Author: American Geographical Society of New York
Publisher:
Published: 1930
Total Pages: 314
ISBN-13:
DOWNLOAD EBOOK →Author: American Geographical Society of New York
Publisher:
Published: 1921
Total Pages: 392
ISBN-13:
DOWNLOAD EBOOK →Author: George Ochoa
Publisher: Facts on File
Published: 2009
Total Pages: 0
ISBN-13: 9780816070923
DOWNLOAD EBOOK →"Building on its award-winning first edition, Atlas of Hispanic-American History, Revised Edition chronicles the important cultural, historical, political, and social experiences of Hispanic Americans. Completely updated and revised, this comprehensive atlas examines Spanish, Native American, and African influences and how they combine in different ways to form the varied cultures of Hispanic America. Numerous full-color maps engage readers with easy-to-grasp facts, figures, and images of everyday life."--BOOK JACKET.

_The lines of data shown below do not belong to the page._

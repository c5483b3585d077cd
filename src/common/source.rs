/// A byte-offset span in source code.
///
/// Spans always refer to the spelling of a token: the file and byte range
/// where its text is physically written, never where an expansion placed it.
#[derive(Debug, Clone, Copy, PartialEq, Eq, Hash)]
pub struct Span {
    pub start: u32,
    pub end: u32,
    pub file_id: u32,
}

/// Sentinel file id for invalid locations (e.g. a macro without a stored
/// definition, or a location that was never set).
pub const INVALID_FILE_ID: u32 = u32::MAX;

impl Span {
    pub fn new(start: u32, end: u32, file_id: u32) -> Self {
        Self { start, end, file_id }
    }

    /// An invalid span. `is_valid()` is false for it and for nothing else.
    pub fn invalid() -> Self {
        Self { start: 0, end: 0, file_id: INVALID_FILE_ID }
    }

    pub fn is_valid(self) -> bool {
        self.file_id != INVALID_FILE_ID
    }

    /// Merge two spans in the same file into one covering both.
    /// Merging across files keeps `self` (callers only merge siblings).
    pub fn merge(self, other: Span) -> Span {
        if self.file_id != other.file_id {
            return self;
        }
        Span {
            start: self.start.min(other.start),
            end: self.end.max(other.end),
            file_id: self.file_id,
        }
    }
}

/// A human-readable source location.
#[derive(Debug, Clone)]
pub struct SourceLocation {
    pub file: String,
    pub line: u32,
    pub column: u32,
}

impl std::fmt::Display for SourceLocation {
    fn fmt(&self, f: &mut std::fmt::Formatter<'_>) -> std::fmt::Result {
        write!(f, "{}:{}:{}", self.file, self.line, self.column)
    }
}

#[derive(Debug)]
struct SourceFile {
    name: String,
    /// Resolved filesystem path. None for virtual test files registered
    /// without one.
    real_path: Option<String>,
    /// Pseudo-files (`<builtin>`, `<command line>`) have no file entry at
    /// all; locations in them render as "File without FileEntry".
    has_entry: bool,
    content: String,
    line_offsets: Vec<u32>,
    /// Where this file was entered from: (parent file id, byte offset of the
    /// `#` of the include directive in the parent). None for the main file
    /// and for pseudo-files.
    include_origin: Option<(u32, u32)>,
}

/// Manages source files and provides span-to-location resolution.
///
/// Files are registered as the preprocessor enters them; include origins
/// record the `#include` site so that locations in different files can be
/// put into a single translation-unit order (`is_before_in_tu`).
#[derive(Debug, Default)]
pub struct SourceManager {
    files: Vec<SourceFile>,
}

impl SourceManager {
    pub fn new() -> Self {
        Self { files: Vec::new() }
    }

    /// Register a real file with a resolved path.
    pub fn add_file(&mut self, name: String, real_path: Option<String>, content: String) -> u32 {
        let line_offsets = compute_line_offsets(&content);
        let id = self.files.len() as u32;
        self.files.push(SourceFile {
            name,
            real_path,
            has_entry: true,
            content,
            line_offsets,
            include_origin: None,
        });
        id
    }

    /// Register a pseudo-file such as `<builtin>` or `<command line>`.
    /// Locations in pseudo-files never render as valid full source locations.
    pub fn add_pseudo_file(&mut self, name: &str, content: String) -> u32 {
        let line_offsets = compute_line_offsets(&content);
        let id = self.files.len() as u32;
        self.files.push(SourceFile {
            name: name.to_string(),
            real_path: None,
            has_entry: false,
            content,
            line_offsets,
            include_origin: None,
        });
        id
    }

    /// Record that `file_id` was entered from an include directive whose `#`
    /// sits at `parent_offset` in `parent_id`.
    pub fn set_include_origin(&mut self, file_id: u32, parent_id: u32, parent_offset: u32) {
        if let Some(f) = self.files.get_mut(file_id as usize) {
            f.include_origin = Some((parent_id, parent_offset));
        }
    }

    pub fn num_files(&self) -> usize {
        self.files.len()
    }

    pub fn get_content(&self, file_id: u32) -> &str {
        &self.files[file_id as usize].content
    }

    pub fn get_filename(&self, file_id: u32) -> &str {
        &self.files[file_id as usize].name
    }

    pub fn real_path(&self, file_id: u32) -> Option<&str> {
        self.files.get(file_id as usize).and_then(|f| f.real_path.as_deref())
    }

    /// The spelled text of a span.
    pub fn span_text(&self, span: Span) -> &str {
        if !span.is_valid() {
            return "";
        }
        let content = &self.files[span.file_id as usize].content;
        let start = (span.start as usize).min(content.len());
        let end = (span.end as usize).min(content.len());
        &content[start..end]
    }

    /// Resolve a span to a human-readable source location (1-based line/col).
    pub fn resolve_span(&self, span: Span) -> SourceLocation {
        if !span.is_valid() || (span.file_id as usize) >= self.files.len() {
            return SourceLocation { file: "<unknown>".to_string(), line: 0, column: 0 };
        }
        let file = &self.files[span.file_id as usize];
        let line = match file.line_offsets.binary_search(&span.start) {
            Ok(i) => i as u32,
            Err(i) => (i - 1) as u32,
        };
        let col = span.start - file.line_offsets[line as usize];
        SourceLocation {
            file: file.name.clone(),
            line: line + 1,
            column: col + 1,
        }
    }

    /// Tries to get the full real path and line + column for a location.
    ///
    /// Ok is `realpath:line:col`. Err carries the reason the location could
    /// not be rendered; the strings are part of the report format.
    pub fn try_get_full_source_loc(&self, loc: Span) -> Result<String, &'static str> {
        if !loc.is_valid() {
            return Err("Invalid SLoc");
        }
        let Some(file) = self.files.get(loc.file_id as usize) else {
            return Err("Invalid file ID");
        };
        if !file.has_entry {
            return Err("File without FileEntry");
        }
        let Some(real_path) = file.real_path.as_deref().filter(|p| !p.is_empty()) else {
            return Err("Nameless file");
        };
        if (loc.start as usize) > file.content.len() {
            return Err("Invalid File SLoc");
        }
        let resolved = self.resolve_span(loc);
        Ok(format!("{}:{}:{}", real_path, resolved.line, resolved.column))
    }

    /// Translation-unit order: true iff `a` comes strictly before `b` in the
    /// token order of the preprocessed translation unit.
    ///
    /// Locations in different files are compared by decomposing each through
    /// its include chain down to the common ancestor file, then comparing
    /// offsets there. The include point itself precedes the included content.
    /// Never compare raw offsets across files without going through this.
    pub fn is_before_in_tu(&self, a: Span, b: Span) -> bool {
        if !a.is_valid() || !b.is_valid() {
            return false;
        }
        if a.file_id == b.file_id {
            return a.start < b.start;
        }
        let pa = self.tu_path(a);
        let pb = self.tu_path(b);
        for (ea, eb) in pa.iter().zip(pb.iter()) {
            if ea.0 != eb.0 {
                // Unrelated chain roots. Pseudo-files (`<builtin>`,
                // `<command line>`) precede every real file, mirroring the
                // predefines buffer; otherwise registration order decides.
                let a_pseudo = self.files.get(ea.0 as usize).is_some_and(|f| !f.has_entry);
                let b_pseudo = self.files.get(eb.0 as usize).is_some_and(|f| !f.has_entry);
                return match (a_pseudo, b_pseudo) {
                    (true, false) => true,
                    (false, true) => false,
                    _ => ea.0 < eb.0,
                };
            }
            if ea.1 != eb.1 {
                return ea.1 < eb.1;
            }
        }
        // Equal prefix: the shorter path sits at the include directive that
        // produced the deeper one, and the directive precedes the content.
        pa.len() < pb.len()
    }

    /// The include-chain decomposition of a location, root file first:
    /// [(root, offset of include), ..., (loc.file_id, loc.start)].
    fn tu_path(&self, loc: Span) -> Vec<(u32, u32)> {
        let mut path = vec![(loc.file_id, loc.start)];
        let mut cur = loc.file_id;
        while let Some(file) = self.files.get(cur as usize) {
            match file.include_origin {
                Some((parent, offset)) => {
                    path.push((parent, offset));
                    cur = parent;
                }
                None => break,
            }
        }
        path.reverse();
        path
    }
}

fn compute_line_offsets(content: &str) -> Vec<u32> {
    let bytes = content.as_bytes();
    let mut offsets = Vec::with_capacity(bytes.len() / 40 + 1);
    offsets.push(0u32);
    for (i, &b) in bytes.iter().enumerate() {
        if b == b'\n' {
            offsets.push((i + 1) as u32);
        }
    }
    offsets
}

#[cfg(test)]
mod tests {
    use super::*;

    #[test]
    fn resolve_line_and_column() {
        let mut sm = SourceManager::new();
        let f = sm.add_file("a.c".into(), Some("/tmp/a.c".into()), "int x;\nint y;\n".into());
        let loc = sm.resolve_span(Span::new(7, 10, f));
        assert_eq!(loc.line, 2);
        assert_eq!(loc.column, 1);
    }

    #[test]
    fn full_source_loc_errors() {
        let mut sm = SourceManager::new();
        let real = sm.add_file("a.c".into(), Some("/tmp/a.c".into()), "int x;".into());
        let nameless = sm.add_file("mem.c".into(), None, "int y;".into());
        let pseudo = sm.add_pseudo_file("<builtin>", "#define __LINE__".into());

        assert_eq!(
            sm.try_get_full_source_loc(Span::new(0, 3, real)).unwrap(),
            "/tmp/a.c:1:1"
        );
        assert_eq!(sm.try_get_full_source_loc(Span::invalid()), Err("Invalid SLoc"));
        assert_eq!(sm.try_get_full_source_loc(Span::new(0, 0, 99)), Err("Invalid file ID"));
        assert_eq!(
            sm.try_get_full_source_loc(Span::new(0, 0, pseudo)),
            Err("File without FileEntry")
        );
        assert_eq!(sm.try_get_full_source_loc(Span::new(0, 0, nameless)), Err("Nameless file"));
        assert_eq!(
            sm.try_get_full_source_loc(Span::new(500, 501, real)),
            Err("Invalid File SLoc")
        );
    }

    #[test]
    fn tu_order_across_includes() {
        let mut sm = SourceManager::new();
        let main = sm.add_file("main.c".into(), Some("/tmp/main.c".into()),
            "#include \"a.h\"\nint x;\n".into());
        let hdr = sm.add_file("a.h".into(), Some("/tmp/a.h".into()), "int h;\n".into());
        sm.set_include_origin(hdr, main, 0);

        let in_hdr = Span::new(4, 5, hdr);
        let before_inc = Span::new(0, 1, main);
        let after_inc = Span::new(16, 17, main);

        assert!(sm.is_before_in_tu(before_inc, in_hdr));
        assert!(sm.is_before_in_tu(in_hdr, after_inc));
        assert!(!sm.is_before_in_tu(after_inc, in_hdr));
        assert!(!sm.is_before_in_tu(in_hdr, in_hdr));
    }
}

Author: Nancy P. Appelbaum
Publisher: UNC Press Books
Published: 2016-05-18
Total Pages: 321
ISBN-13:
DOWNLOAD EBOOK →The nineteenth century was an era of breathtakingly ambitious geographic expeditions across the Americas. The seminal Chorographic Commission of Colombia, which began in 1850 and lasted about a decade, was one of Latin America's most extensive. The commission's mandate was to define and map the young republic and its resources with an eye toward modernization. In this history of the commission, Nancy P. Appelbaum focuses on the geographers' fieldwork practices and visual production as the men traversed the mountains, savannahs, and forests of more than thirty provinces in order to delineate the country's territorial and racial composition. Their assumptions and methods, Appelbaum argues, contributed to a long-lasting national imaginary. What jumps out of the commission's array of reports, maps, sketches, and paintings is a portentous tension between the marked differences that appeared before the eyes of the geographers in the field and the visions of sameness to which they aspired. The commissioners and their patrons believed that a prosperous republic required a unified and racially homogeneous population, but the commission's maps and images paradoxically emphasized diversity and helped create a "country of regions." By privileging the whiter inhabitants of the cool Andean highlands over those of the boiling tropical lowlands, the commission left a lasting but problematic legacy for today's Colombians.